Turkey, however, continues to struggle. Demand for the destination was described as “subdued” and capacity has been moved to the likes of mainland Spain, the Balearics and the Canaries.
Tui said it was “pleased” with how summer 2016 trading had developed since its last update and remains confident that it will be able to achieve underlying earnings before interest, taxes, and amortisation growth of at least 10% in its current financial year.
Chief executive Friedrich Joussen said: “The group has again demonstrated the flexibility of its business model and the ability to remix destination capacities to match demand and as a result demand and pricing has remained resilient overall despite the impact of geopolitical events.
“Our integrated model with our differentiated range of own accommodation content, combined with strong supplier relationships continue to give us a strong competitive position and sustainable earnings growth.”
Tui’s winter 2015-16 programme is 95% sold with bookings flat but total revenue and average selling prices (ASPs) both up 3%.
The UK market has performed well for Tui.

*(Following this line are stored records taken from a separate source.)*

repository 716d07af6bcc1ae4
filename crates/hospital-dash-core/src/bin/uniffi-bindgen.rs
fn main() {
    uniffi::uniffi_bindgen_main()
}
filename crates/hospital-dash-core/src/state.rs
//! Application state.
//!
//! Everything the page shows lives here. Loaders commit into it, the
//! renderer reads from it, and nothing else holds view data.

use crate::api::{non_empty, PatientQuery, SurgeryQuery};
use crate::dashboard::DashboardSummary;
use crate::models::{
    Doctor, Notification, OperatingRoom, Patient, RecordId, Supply, Surgery, SurgeryStatus,
};
use crate::ui::{Chrome, ModalController, SectionRouter, ToastQueue};

/// Value of the status filter that disables it.
pub const ALL_STATUSES: &str = "all";

/// Latest committed result of a list load.
#[derive(Debug, Clone, PartialEq)]
pub enum ListState<T> {
    /// Never loaded
    Idle,
    Loaded(Vec<T>),
    /// Last load failed; earlier rows are gone
    Failed,
}

impl<T> Default for ListState<T> {
    fn default() -> Self {
        ListState::Idle
    }
}

impl<T> ListState<T> {
    /// Committed rows; empty unless loaded.
    pub fn rows(&self) -> &[T] {
        match self {
            ListState::Loaded(rows) => rows,
            ListState::Idle | ListState::Failed => &[],
        }
    }

    pub fn is_loaded(&self) -> bool {
        matches!(self, ListState::Loaded(_))
    }

    pub fn is_failed(&self) -> bool {
        matches!(self, ListState::Failed)
    }
}

/// Patients panel.
#[derive(Debug, Clone, Default, PartialEq)]
pub struct PatientsView {
    /// Raw search box text
    pub search: String,
    pub list: ListState<Patient>,
}

impl PatientsView {
    pub fn query(&self) -> PatientQuery {
        PatientQuery::from_search(&self.search)
    }
}

/// Surgeries panel and its filters.
#[derive(Debug, Clone, Default, PartialEq)]
pub struct SurgeriesView {
    pub search: String,
    /// `None` is the "all" option
    pub status: Option<SurgeryStatus>,
    /// ISO date from the date picker; empty for no filter
    pub date: String,
    pub list: ListState<Surgery>,
}

impl SurgeriesView {
    pub fn query(&self) -> SurgeryQuery {
        SurgeryQuery {
            search: non_empty(&self.search),
            status: self.status.clone(),
            date: non_empty(&self.date),
        }
    }

    /// Set the status dropdown from its option value.
    pub fn set_status_filter(&mut self, value: &str) {
        let value = value.trim();
        self.status = if value.is_empty() || value == ALL_STATUSES {
            None
        } else {
            Some(SurgeryStatus::from(value))
        };
    }

    /// Option value currently selected in the status dropdown.
    pub fn status_filter_value(&self) -> &str {
        self.status.as_ref().map_or(ALL_STATUSES, |s| s.as_str())
    }

    /// Reset search, status and date.
    pub fn clear_filters(&mut self) {
        self.search.clear();
        self.status = None;
        self.date.clear();
    }
}

/// View-patient dialog contents.
#[derive(Debug, Clone, PartialEq)]
pub struct PatientDetail {
    pub patient: Patient,
    pub surgeries: ListState<Surgery>,
}

/// Schedule-surgery dialog: select options and supply rows.
#[derive(Debug, Clone, PartialEq)]
pub struct ScheduleForm {
    pub patients: Vec<Patient>,
    pub doctors: Vec<Doctor>,
    pub rooms: Vec<OperatingRoom>,
    /// Only supplies with stock on hand
    pub supplies: Vec<Supply>,
    rows: Vec<u32>,
    next_row: u32,
}

impl Default for ScheduleForm {
    fn default() -> Self {
        Self {
            patients: Vec::new(),
            doctors: Vec::new(),
            rooms: Vec::new(),
            supplies: Vec::new(),
            rows: vec![0],
            next_row: 1,
        }
    }
}

impl ScheduleForm {
    /// Keys of the supply rows currently shown, in order.
    pub fn rows(&self) -> &[u32] {
        &self.rows
    }

    pub fn add_row(&mut self) -> u32 {
        let key = self.next_row;
        self.next_row += 1;
        self.rows.push(key);
        key
    }

    pub fn remove_row(&mut self, key: u32) -> bool {
        let before = self.rows.len();
        self.rows.retain(|k| *k != key);
        self.rows.len() != before
    }

    /// Name of a bookable supply, for the request payload.
    pub fn supply_name(&self, id: RecordId) -> Option<String> {
        self.supplies
            .iter()
            .find(|s| s.id == id)
            .map(|s| s.name.clone())
    }
}

/// Data behind the dialogs.
#[derive(Debug, Clone, Default, PartialEq)]
pub struct Dialogs {
    pub patient: Option<PatientDetail>,
    pub surgery: Option<Surgery>,
    /// Surgery whose status form is open
    pub status_target: Option<Surgery>,
    /// Supply whose restock form is open
    pub restock_target: Option<Supply>,
    pub schedule: ScheduleForm,
}

/// The whole page.
#[derive(Debug, Clone, Default)]
pub struct AppState {
    pub router: SectionRouter,
    pub chrome: Chrome,
    pub modal: ModalController,
    pub toasts: ToastQueue,
    pub dashboard: DashboardSummary,
    pub patients: PatientsView,
    pub surgeries: SurgeriesView,
    pub doctors: ListState<Doctor>,
    pub rooms: ListState<OperatingRoom>,
    pub supplies: ListState<Supply>,
    pub notifications: ListState<Notification>,
    pub dialogs: Dialogs,
}

impl AppState {
    pub fn new(toasts: ToastQueue) -> Self {
        Self {
            toasts,
            ..Self::default()
        }
    }
}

This winter bookings are up 2% with ASPs up 1%. Summer ‘16 is shaping up even better with revenue up 8% and bookings up 9%.
Tui’s positive update contrasts sharply with Thomas Cook’s more downbeat assessment.
When Cook released its own trading update just over a week ago it admitted that bookings for the coming summer were 5% lower than last year.
“The uncertain geopolitical environment is causing some customers to postpone booking their holidays, leading to a later booking pattern,” Cook said.